This weekend is my 25th high school reunion!! 25 years!!
I can’t be there because I’m in Tampa at a conference, a commitment I made before the date was set. So what better way to celebrate than a selection of tunes from 1988.
5. “Hands to Heaven” (Breathe)
There were a lot of ballads that topped the charts in 1988. This song, by the British group Breathe, was one of them. My sister once walked in on me singing along to it at the top of my lungs. I was not embarrassed.
4. “Parents Just Don’t Understand” (DJ Jazzy Jeff & The Fresh Prince)
We first met Will Smith back in 1988, but we didn’t know it yet.

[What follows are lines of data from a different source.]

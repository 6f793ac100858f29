//! Guardrail gateway
//!
//! A request-interception layer in front of any channel-style handler. For
//! HTTP POSTs it buffers the body, runs the guardrail registry against the
//! extracted user text, and either replays the buffered request to the
//! downstream handler byte-for-byte or short-circuits the exchange with a
//! fabricated AG-UI event stream (status 200).
//!
//! The transport is abstract: anything that can produce [`RequestMessage`]s
//! and accept [`ResponseMessage`]s can sit behind the gateway. The axum
//! bridge in `tl-server` is one such adapter.

pub mod channel;
pub mod middleware;
pub mod replay;

pub use channel::{
    AppHandler, CollectorSink, MessageSink, MessageSource, RequestMessage, ResponseMessage, Scope,
    StaticSource, TransportError, TransportResult,
};
pub use middleware::{GuardrailGateway, SSE_HEADERS};
pub use replay::ReplaySource;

3. “Talkin’ Bout a Revolution” (Tracy Chapman)
Maybe the best thing musically about 1988 was the self-titled, debut album of Tracy Chapman. It included her hit single “Fast Car“––which remains a favorite song of mine to this day––and this song, the lead-off track on the album. In this video Chapman performs the song at Wembley Stadium as part of the festival concert in June 1988 to commemorate the 70th birthday of Nelson Mandela. Younger audiences should note, Mandela was still imprisoned in 1988, with the support of much of the West.
2. “A Little Respect” (Erasure)
I love this song so much. I have sung along with it, laughed with friends while it played, and gotten as sweaty as a person can get while dancing to it. It is one of my top 20 sons of all-time, solely for the the memories and many meanings it has had for me. A classic. Here’s the original video, along with a 2014 live performance that shows it means a lot to others, too.
1. “Push-It” (Salt-N-Pepa)
It’s more than a catchy tune that can be used for commercials in 2015, and make my kids laugh. Put it in context: In 1988, the idea of women rappers was revolutionary. They were trailblazers. And they did it well.